The University of Antwerp pioneers purple phototrophic bacteria for proteins, pigments, and vitamins. As leader in Purple4Life, UAntwerp bridges lab and industry with advanced bioreactors, analytics, and global networks to build a sustainable circular bioeconomy.
University of Antwerp: Purple Phototrophic Bacteria for Nutrition, Health and Beyond
The University of Antwerp (UAntwerp) advances sustainable biotechnology through rigorous work with purple phototrophic bacteria (PPB). As a core partner in Purple4Life, UAntwerp develops and scales microbial biomass and high-value PPB products for food, feed and health applications.
Track record
Since 2015, UAntwerp has pioneered PPB processes that produce proteins, carotenoids, vitamins and bio-based materials from agro-industrial side streams and carbon capture tecnologies. The team has already delivered kilogram-scale PPB biomass in collaboration with industry, demonstrating reliable transfer from lab to pilot conditions.
Role in Purple4Life
UAntwerp leads Axis 1 on PPB production. Under Prof. Siegfried Vlaeminck and the SUSTAIN Research Group, the team builds the cultivation and processing workflows that anchor Purple4Life’s circular-economy vision.

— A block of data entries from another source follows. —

use super::{shell_quote, version_stanza, write_executable};
use anyhow::Result;
use std::path::{Path, PathBuf};

/// Fake `makeblastdb` that writes empty index files next to `-out`.
///
/// Inputs that do not start with `>` are rejected the way the real tool
/// rejects malformed FASTA.
#[derive(Debug, Clone, Default)]
pub struct FakeMakeblastdb {
    fail_with: Option<String>,
    args_file: Option<PathBuf>,
}

impl FakeMakeblastdb {
    pub fn new() -> Self {
        Self::default()
    }

    /// Always fail with the given stderr
    pub fn failing(stderr: impl Into<String>) -> Self {
        Self {
            fail_with: Some(stderr.into()),
            args_file: None,
        }
    }

    pub fn record_args(mut self, path: impl Into<PathBuf>) -> Self {
        self.args_file = Some(path.into());
        self
    }

    pub fn install(&self, dir: &Path) -> Result<PathBuf> {
        let mut script = String::from("#!/bin/sh\n");
        script.push_str(&version_stanza("makeblastdb"));
        if let Some(args) = &self.args_file {
            script.push_str(&format!(
                "for arg in \"$@\"; do echo \"$arg\"; done > {}\n",
                shell_quote(args)
            ));
        }
        if let Some(stderr) = &self.fail_with {
            let stderr_file = dir.join("makeblastdb.stderr");
            std::fs::create_dir_all(dir)?;
            std::fs::write(&stderr_file, stderr)?;
            script.push_str(&format!("cat {} >&2\nexit 1\n", shell_quote(&stderr_file)));
            return write_executable(dir, "makeblastdb", &script);
        }

        script.push_str(
            r#"IN=""
OUT=""
TYPE="nucl"
while [ $# -gt 0 ]; do
  case "$1" in
    -in) IN="$2"; shift 2 ;;
    -out) OUT="$2"; shift 2 ;;
    -dbtype) TYPE="$2"; shift 2 ;;
    *) shift ;;
  esac
done
if [ "$(head -c 1 "$IN")" != ">" ]; then
  echo "BLAST options error: File $IN is not in FASTA format" >&2
  exit 1
fi
if [ "$TYPE" = "prot" ]; then EXT="pin phr psq"; else EXT="nin nhr nsq"; fi
for e in $EXT; do : > "$OUT.$e"; done
COUNT=$(grep -c '>' "$IN")
echo "Building a new DB, current time: 01/01/2024 00:00:00"
echo "Adding sequences from FASTA; added $COUNT sequences in 0.001 seconds."
exit 0
"#,
        );
        write_executable(dir, "makeblastdb", &script)
    }
}

#[cfg(test)]
mod tests {
    use super::*;
    use std::process::Command;

    #[test]
    fn test_fake_makeblastdb_writes_index_files() {
        let dir = tempfile::TempDir::new().unwrap();
        let exe = FakeMakeblastdb::new().install(dir.path()).unwrap();
        let fasta = dir.path().join("in.fasta");
        std::fs::write(&fasta, ">a\nACGT\n>b\nGGCC\n").unwrap();
        let out = dir.path().join("db").join("blastdb");
        std::fs::create_dir_all(out.parent().unwrap()).unwrap();

        let output = Command::new(&exe)
            .arg("-in")
            .arg(&fasta)
            .args(["-dbtype", "nucl", "-out"])
            .arg(&out)
            .output()
            .unwrap();

        assert!(output.status.success());
        assert!(String::from_utf8_lossy(&output.stdout).contains("added 2 sequences"));
        for ext in ["nin", "nhr", "nsq"] {
            assert!(out.with_extension(ext).exists());
        }
    }

    #[test]
    fn test_fake_makeblastdb_rejects_non_fasta() {
        let dir = tempfile::TempDir::new().unwrap();
        let exe = FakeMakeblastdb::new().install(dir.path()).unwrap();
        let bad = dir.path().join("bad.fasta");
        std::fs::write(&bad, "ACGT\n").unwrap();

        let output = Command::new(&exe)
            .arg("-in")
            .arg(&bad)
            .args(["-dbtype", "nucl", "-out"])
            .arg(dir.path().join("blastdb"))
            .output()
            .unwrap();

        assert_eq!(output.status.code(), Some(1));
        assert!(String::from_utf8_lossy(&output.stderr).contains("not in FASTA format"));
    }
}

Facilities and capabilities
- Controlled bioreactors from 1 L to 100 L with automated monitoring and illumination control.
- Analytics to quantify proteins, carotenoids, vitamins, lipids and key quality attributes for formulation and regulatory readiness.
- Downstream processing including pilot-scale spray drying, freeze drying, cell disruption and product formulation for stability and bioactivity.
- In-house culture collection of PPB strains tailored to target molecules and substrates.
- Industry partnerships that validate performance under real process constraints.
Networks and programs
UAntwerp’s impact extends beyond Purple4Life through: PurpleGain COST Action (a Europe-wide PPB community), RhodoMeal for protein-rich PPB meals, PurpleHealth for eco-friendly aquaculture feeds with IP actions in progress, Redoxome with UMONS on PPB redox metabolism, and Purplex exploring extremophilic PPB for pigment production.
The team
Prof. Siegfried Vlaeminck leads industrial cleantech innovation. Dr. Luis Díaz Allegue contributes expertise in resource recovery and PPB biotechnology. Arianna Reolon (PhD researcher) focuses on increasing carotenoid and antioxidant productivity while maintaining bioactive stability. Together, they are building a robust scientific and industrial foundation for Europe’s sustainable food future.